Saturday, October 20, 2018

The Halloween Tree by Ray Bradbury

Scott D. Parker

I received a surprising amount of traction from last week's review of 13 Horrors of Halloween so here's another staple of this season.

Halloween is a day to remember what we have forgotten. What have we let slip from our collective human consciousness? Fear. Being scared of things we can’t explain, things that go bump in the night. Isn’t that why we dress up as scary monsters, to help laugh at the things that used to scare the dickens out of us even if we don’t know why? I think so, and the same is true for the heroes of Ray Bradbury’s The Halloween Tree.

Eight boys dress up for Halloween in various costumes: an ape-man, a mummy, a druid with a scythe, a ghost, a witch, a beggar, a gargoyle, and a skeleton. They are beside themselves with excitement. It’s Halloween! The best day of the year, including Christmas. But their cadre is not complete. They need Pipkin, the ninth boy of their group. “Joe Pipkin was the greatest boy who ever lived.” As the eight gather on Pipkin’s doorstep, awaiting their friend to bolt out of the house and lead them, Pipkin meekly walks out. Without a costume. He tells them he’s okay but that he’ll meet them at the house on the outskirts of town. Bewildered, they go.
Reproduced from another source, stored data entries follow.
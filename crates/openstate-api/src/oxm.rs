// This Source Code Form is subject to the terms of the Mozilla Public
// License, v. 2.0. If a copy of the MPL was not distributed with this
// file, You can obtain one at https://mozilla.org/MPL/2.0/.

// Copyright 2025 The OpenState Authors

//! OpenFlow Extensible Match (OXM) field identifiers.
//!
//! A field identifier is the 32-bit OXM header of a match field:
//!
//! ```text
//!  31              16 15        9   8   7             0
//! +------------------+-----------+-----+---------------+
//! |    oxm_class     | oxm_field | HM  |  oxm_length   |
//! +------------------+-----------+-----+---------------+
//! ```
//!
//! The low byte carries the length of the field's value in bytes,
//! which is what lets a key extractor compute the worst-case key
//! length from the identifiers alone.

use alloc::string::String;
use core::fmt;
use core::fmt::Display;
use serde::Deserialize;
use serde::Serialize;

/// The OpenFlow basic match class.
pub const OFPXMC_OPENFLOW_BASIC: u16 = 0x8000;

/// A match-field identifier in OXM header form.
#[derive(
    Clone,
    Copy,
    Debug,
    Deserialize,
    Eq,
    Hash,
    Ord,
    PartialEq,
    PartialOrd,
    Serialize,
)]
#[serde(transparent)]
pub struct OxmField(u32);

impl OxmField {
    /// Build a header for `class`/`field` with a value of `len` bytes.
    pub const fn new(class: u16, field: u8, len: u8) -> Self {
        let field = ((field & 0x7f) as u32) << 9;
        Self(((class as u32) << 16) | field | len as u32)
    }

    /// Build an identifier in the OpenFlow basic class.
    pub const fn basic(field: u8, len: u8) -> Self {
        Self::new(OFPXMC_OPENFLOW_BASIC, field, len)
    }

    pub const fn from_raw(header: u32) -> Self {
        Self(header)
    }

    pub const fn raw(&self) -> u32 {
        self.0
    }

    pub const fn class(&self) -> u16 {
        (self.0 >> 16) as u16
    }

    pub const fn field(&self) -> u8 {
        ((self.0 >> 9) & 0x7f) as u8
    }

    pub const fn has_mask(&self) -> bool {
        (self.0 >> 8) & 0x1 == 1
    }

    /// The length of this field's value, in bytes.
    pub const fn len(&self) -> usize {
        (self.0 & 0xff) as usize
    }

    /// The well-known name of this field, if it has one.
    pub fn name(&self) -> Option<&'static str> {
        OXM_NAMES.iter().find(|(f, _)| f == self).map(|(_, name)| *name)
    }
}

impl From<u32> for OxmField {
    fn from(header: u32) -> Self {
        Self(header)
    }
}

impl From<OxmField> for u32 {
    fn from(f: OxmField) -> Self {
        f.0
    }
}

impl core::str::FromStr for OxmField {
    type Err = String;

    /// Parse either a well-known field name (`ipv4_src`,
    /// `OXM_OF_IPV4_SRC`) or a raw hex header (`0x80001604`).
    fn from_str(s: &str) -> Result<Self, Self::Err> {
        let lower = s.trim().to_ascii_lowercase();

        if let Some(hex) = lower.strip_prefix("0x") {
            return u32::from_str_radix(hex, 16)
                .map(OxmField)
                .map_err(|e| format!("bad OXM header {}: {}", s, e));
        }

        let name = lower.strip_prefix("oxm_of_").unwrap_or(&lower);
        OXM_NAMES
            .iter()
            .find(|(_, n)| *n == name)
            .map(|(f, _)| *f)
            .ok_or_else(|| format!("unknown match field: {}", s))
    }
}

impl Display for OxmField {
    fn fmt(&self, f: &mut fmt::Formatter) -> fmt::Result {
        match self.name() {
            Some(name) => write!(f, "{}", name),
            None => write!(f, "0x{:08x}", self.0),
        }
    }
}

pub const OXM_OF_IN_PORT: OxmField = OxmField::basic(0, 4);
pub const OXM_OF_IN_PHY_PORT: OxmField = OxmField::basic(1, 4);
pub const OXM_OF_METADATA: OxmField = OxmField::basic(2, 8);
pub const OXM_OF_ETH_DST: OxmField = OxmField::basic(3, 6);
pub const OXM_OF_ETH_SRC: OxmField = OxmField::basic(4, 6);
pub const OXM_OF_ETH_TYPE: OxmField = OxmField::basic(5, 2);
pub const OXM_OF_VLAN_VID: OxmField = OxmField::basic(6, 2);
pub const OXM_OF_VLAN_PCP: OxmField = OxmField::basic(7, 1);
pub const OXM_OF_IP_DSCP: OxmField = OxmField::basic(8, 1);
pub const OXM_OF_IP_ECN: OxmField = OxmField::basic(9, 1);
pub const OXM_OF_IP_PROTO: OxmField = OxmField::basic(10, 1);
pub const OXM_OF_IPV4_SRC: OxmField = OxmField::basic(11, 4);
pub const OXM_OF_IPV4_DST: OxmField = OxmField::basic(12, 4);
pub const OXM_OF_TCP_SRC: OxmField = OxmField::basic(13, 2);
pub const OXM_OF_TCP_DST: OxmField = OxmField::basic(14, 2);
pub const OXM_OF_UDP_SRC: OxmField = OxmField::basic(15, 2);
pub const OXM_OF_UDP_DST: OxmField = OxmField::basic(16, 2);
pub const OXM_OF_SCTP_SRC: OxmField = OxmField::basic(17, 2);
pub const OXM_OF_SCTP_DST: OxmField = OxmField::basic(18, 2);
pub const OXM_OF_ICMPV4_TYPE: OxmField = OxmField::basic(19, 1);
pub const OXM_OF_ICMPV4_CODE: OxmField = OxmField::basic(20, 1);
pub const OXM_OF_ARP_OP: OxmField = OxmField::basic(21, 2);
pub const OXM_OF_ARP_SPA: OxmField = OxmField::basic(22, 4);
pub const OXM_OF_ARP_TPA: OxmField = OxmField::basic(23, 4);
pub const OXM_OF_ARP_SHA: OxmField = OxmField::basic(24, 6);
pub const OXM_OF_ARP_THA: OxmField = OxmField::basic(25, 6);
pub const OXM_OF_IPV6_SRC: OxmField = OxmField::basic(26, 16);
pub const OXM_OF_IPV6_DST: OxmField = OxmField::basic(27, 16);
pub const OXM_OF_IPV6_FLABEL: OxmField = OxmField::basic(28, 4);
pub const OXM_OF_ICMPV6_TYPE: OxmField = OxmField::basic(29, 1);
pub const OXM_OF_ICMPV6_CODE: OxmField = OxmField::basic(30, 1);
pub const OXM_OF_MPLS_LABEL: OxmField = OxmField::basic(34, 4);
pub const OXM_OF_MPLS_TC: OxmField = OxmField::basic(35, 1);
pub const OXM_OF_TUNNEL_ID: OxmField = OxmField::basic(38, 8);

const OXM_NAMES: &[(OxmField, &str)] = &[
    (OXM_OF_IN_PORT, "in_port"),
    (OXM_OF_IN_PHY_PORT, "in_phy_port"),
    (OXM_OF_METADATA, "metadata"),
    (OXM_OF_ETH_DST, "eth_dst"),
    (OXM_OF_ETH_SRC, "eth_src"),
    (OXM_OF_ETH_TYPE, "eth_type"),
    (OXM_OF_VLAN_VID, "vlan_vid"),
    (OXM_OF_VLAN_PCP, "vlan_pcp"),
    (OXM_OF_IP_DSCP, "ip_dscp"),
    (OXM_OF_IP_ECN, "ip_ecn"),
    (OXM_OF_IP_PROTO, "ip_proto"),
    (OXM_OF_IPV4_SRC, "ipv4_src"),
    (OXM_OF_IPV4_DST, "ipv4_dst"),
    (OXM_OF_TCP_SRC, "tcp_src"),
    (OXM_OF_TCP_DST, "tcp_dst"),
    (OXM_OF_UDP_SRC, "udp_src"),
    (OXM_OF_UDP_DST, "udp_dst"),
    (OXM_OF_SCTP_SRC, "sctp_src"),
    (OXM_OF_SCTP_DST, "sctp_dst"),
    (OXM_OF_ICMPV4_TYPE, "icmpv4_type"),
    (OXM_OF_ICMPV4_CODE, "icmpv4_code"),
    (OXM_OF_ARP_OP, "arp_op"),
    (OXM_OF_ARP_SPA, "arp_spa"),
    (OXM_OF_ARP_TPA, "arp_tpa"),
    (OXM_OF_ARP_SHA, "arp_sha"),
    (OXM_OF_ARP_THA, "arp_tha"),
    (OXM_OF_IPV6_SRC, "ipv6_src"),
    (OXM_OF_IPV6_DST, "ipv6_dst"),
    (OXM_OF_IPV6_FLABEL, "ipv6_flabel"),
    (OXM_OF_ICMPV6_TYPE, "icmpv6_type"),
    (OXM_OF_ICMPV6_CODE, "icmpv6_code"),
    (OXM_OF_MPLS_LABEL, "mpls_label"),
    (OXM_OF_MPLS_TC, "mpls_tc"),
    (OXM_OF_TUNNEL_ID, "tunnel_id"),
];

#[cfg(test)]
mod test {
    use super::*;

    #[test]
    fn header_layout() {
        // Values as they appear on the wire for OpenFlow 1.3.
        assert_eq!(OXM_OF_IN_PORT.raw(), 0x8000_0004);
        assert_eq!(OXM_OF_METADATA.raw(), 0x8000_0408);
        assert_eq!(OXM_OF_IPV4_SRC.raw(), 0x8000_1604);
        assert_eq!(OXM_OF_TCP_DST.raw(), 0x8000_1c02);
        assert_eq!(OXM_OF_IPV6_DST.raw(), 0x8000_3610);

        assert_eq!(OXM_OF_IPV4_SRC.class(), OFPXMC_OPENFLOW_BASIC);
        assert_eq!(OXM_OF_IPV4_SRC.field(), 11);
        assert_eq!(OXM_OF_IPV4_SRC.len(), 4);
        assert!(!OXM_OF_IPV4_SRC.has_mask());
        assert!(OxmField::from_raw(0x8000_1708).has_mask());
    }

    #[test]
    fn parse_names() {
        assert_eq!("ipv4_src".parse::<OxmField>(), Ok(OXM_OF_IPV4_SRC));
        assert_eq!("OXM_OF_TCP_SRC".parse::<OxmField>(), Ok(OXM_OF_TCP_SRC));
        assert_eq!("0x80001c02".parse::<OxmField>(), Ok(OXM_OF_TCP_DST));
        assert!("ipv5_src".parse::<OxmField>().is_err());
        assert!("0xzz".parse::<OxmField>().is_err());
    }

    #[test]
    fn display() {
        assert_eq!(format!("{}", OXM_OF_ETH_SRC), "eth_src");
        assert_eq!(format!("{}", OxmField::basic(99, 3)), "0x8000c603");
    }
}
Once there, they see it: the Halloween Tree. “There must have been a thousand pumpkins on this tree, hung high and on every branch. A thousand smiles. A thousand grimaces. And twice-times-a-thousand glares and winks and blinks and leerings of fresh-cut eyes.” Suddenly, some thing shows up: Carapace Clavicle Moundshroud, a tall, skeletal man. He asks them why they are wearing those particular costumes and then chastises them for not even knowing what those costumes represent. The boys implore Moundshroud to tell them about the history of Halloween. At that instant, however, from a distance, the soft voice of Pipkin wafts to their ears. He’s trapped. He needs saving. They run to him but Pipkin disappears into the darkness and only the mysterious Moundshroud can help. With swirling fantastic magic, he whisks the boys away on a giant kite. They need to hunt for Pipkin in the history of Halloween. First stop: Egypt.

The bulk of the book is given to the eight boys’ flight through time and space, learning the history and folklore of the celebration we now call Halloween. It’s a phantasmagorical history lesson, really. At each stop—Egypt, pre-history, Greece, Rome, England, Europe, Mexico, etc.—the boys experience the traditions of the various regions and how each place celebrated—dreaded?—the coming winter darkness. And at each stop, Pipkin is there. But he’s not. He’s enshrouded as a mummy in Egypt, he’s a gargoyle atop Notre Dame in France, or trapped in catacombs in Mexico. He’s always just out of reach, always requiring another jump through time.

The manner in which the boys travel from one place and time to another is fascinating. Hanging onto each other’s heels, they act as the tail of a giant kite created from old circus flyers. The catch: all the animals on these flyers are alive and growl and roar. At one time, they are whisked away by leaves. Leaving Mexico, they are commanded to break a piñata and little figures fall from the piñata, each corresponding to one of their own costumes. Thus freed, the little figures lift each boy up and fly him back to Illinois.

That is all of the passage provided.